Abstract Details

AMT DR/ER is approved to treat dyskinesia in PD. Based on significant reductions in OFF time in dyskinesia clinical trials, the FDA granted AMT DR/ER an additional indication as a levodopa-adjunct to treat OFF episodes. OFF episodes can emerge within the first years of levodopa use, so is important to evaluate AMT DR/ER efficacy as an early add-on to levodopa.

Utilize clinical trial data to evaluate amantadine delayed release/extended release (AMT DR/ER) as an early add-on for motor complications (OFF and dyskinesia) in Parkinson’s disease (PD).

Using pooled phase 3 pivotal trials, we estimated the efficacy of early AMT DR/ER use by evaluating PD diary outcomes for 2 participant subgroups: 1) those using levodopa monotherapy at baseline (levodopa-only), and 2) those diagnosed with PD within 5 years (PD ≤5 years). Efficacy for AMT DR/ER vs placebo was evaluated for each subgroup relative to overall pooled trial results.
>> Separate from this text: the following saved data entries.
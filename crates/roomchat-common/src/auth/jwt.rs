//! JWT utilities for authentication
//!
//! Issues and decodes the bearer tokens that identify chat participants,
//! using the `jsonwebtoken` crate (HS256).

use chrono::{Duration, Utc};
use jsonwebtoken::{decode, encode, errors::ErrorKind, DecodingKey, EncodingKey, Header, Validation};
use roomchat_core::{Identity, Role, Snowflake};
use serde::{Deserialize, Serialize};

use crate::error::AppError;

/// Token type enum
#[derive(Debug, Clone, Copy, PartialEq, Eq, Serialize, Deserialize)]
#[serde(rename_all = "snake_case")]
pub enum TokenType {
    Access,
    Refresh,
}

/// JWT claims structure
#[derive(Debug, Clone, Serialize, Deserialize)]
pub struct Claims {
    /// Subject (identity ID)
    pub sub: String,
    /// Display name at issue time
    #[serde(default)]
    pub username: String,
    #[serde(default)]
    pub role: Role,
    /// Issued at (Unix timestamp)
    pub iat: i64,
    /// Expiration time (Unix timestamp)
    pub exp: i64,
    pub token_type: TokenType,
}

impl Claims {
    /// Get the identity ID as a Snowflake
    ///
    /// # Errors
    /// Returns `InvalidToken` if the subject is not an integer
    pub fn identity_id(&self) -> Result<Snowflake, AppError> {
        Snowflake::parse(&self.sub).map_err(|_| AppError::InvalidToken)
    }

    #[must_use]
    pub fn is_access_token(&self) -> bool {
        self.token_type == TokenType::Access
    }
}

/// JWT service for encoding and decoding tokens
#[derive(Clone)]
pub struct JwtService {
    encoding_key: EncodingKey,
    decoding_key: DecodingKey,
    access_token_expiry: i64,
}

impl JwtService {
    /// Create a new JWT service with the given secret and access token lifetime in seconds
    #[must_use]
    pub fn new(secret: &str, access_token_expiry: i64) -> Self {
        Self {
            encoding_key: EncodingKey::from_secret(secret.as_bytes()),
            decoding_key: DecodingKey::from_secret(secret.as_bytes()),
            access_token_expiry,
        }
    }

    /// Access token lifetime in seconds
    pub fn access_token_expiry(&self) -> i64 {
        self.access_token_expiry
    }

    /// Issue an access token for an identity
    ///
    /// # Errors
    /// Returns an error if token encoding fails
    pub fn issue(&self, identity: &Identity) -> Result<String, AppError> {
        self.issue_with_lifetime(identity, TokenType::Access, self.access_token_expiry)
    }

    /// Issue a token with an explicit type and lifetime; negative lifetimes yield expired tokens
    ///
    /// # Errors
    /// Returns an error if token encoding fails
    pub fn issue_with_lifetime(
        &self,
        identity: &Identity,
        token_type: TokenType,
        lifetime_secs: i64,
    ) -> Result<String, AppError> {
        let now = Utc::now();
        let claims = Claims {
            sub: identity.id.to_string(),
            username: identity.username.clone(),
            role: identity.role,
            iat: now.timestamp(),
            exp: (now + Duration::seconds(lifetime_secs)).timestamp(),
            token_type,
        };

        encode(&Header::default(), &claims, &self.encoding_key)
            .map_err(|e| AppError::Internal(anyhow::anyhow!("Failed to encode JWT: {e}")))
    }

    /// Decode and validate a JWT token
    ///
    /// # Errors
    /// Returns `TokenExpired` for an expired signature, `InvalidToken` for anything else
    pub fn decode_token(&self, token: &str) -> Result<Claims, AppError> {
        let mut validation = Validation::default();
        validation.leeway = 0;

        decode::<Claims>(token, &self.decoding_key, &validation)
            .map(|data| data.claims)
            .map_err(|e| match e.kind() {
                ErrorKind::ExpiredSignature => AppError::TokenExpired,
                _ => AppError::InvalidToken,
            })
    }

    /// Validate an access token and return the claims
    ///
    /// # Errors
    /// Returns an error if the token is invalid, expired, or not an access token
    pub fn validate_access_token(&self, token: &str) -> Result<Claims, AppError> {
        let claims = self.decode_token(token)?;

        if !claims.is_access_token() {
            return Err(AppError::InvalidToken);
        }

        Ok(claims)
    }
}

impl std::fmt::Debug for JwtService {
    fn fmt(&self, f: &mut std::fmt::Formatter<'_>) -> std::fmt::Result {
        f.debug_struct("JwtService")
            .field("access_token_expiry", &self.access_token_expiry)
            .finish_non_exhaustive()
    }
}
Of 196 patients, 44 (22%; n=28 AMT DR/ER; n=16 placebo) composed the levodopa-only, and 27 (13.8%; n=14; n=13) the PD ≤5 years subgroup; 9 patients were included in both. The levodopa-only subgroup had similar and statistically significant placebo-adjusted improvements as overall trial participants in OFF time (−1.1 hours vs −1.0 hour), ON time with (−1.7 hours vs −1.5 hours) and without troublesome dyskinesia (2.5 hours vs 2.4 hours); PD ≤5 years had larger improvements (−1.5, −3.3, and +5.1 hours, respectively) that were also statistically significant. The most common adverse events with AMT DR/ER, overall and for each subgroup, included hallucinations, dizziness, dry mouth, peripheral edema, constipation and (for ≤5 years subgroup) livedo reticularis.

Reductions in OFF time and troublesome dyskinesia, and accompanying improvement in “Good” ON time without troublesome dyskinesia in these patient subgroups suggests AMT DR/ER efficacy as a first add-on to levodopa in patients with early motor complications.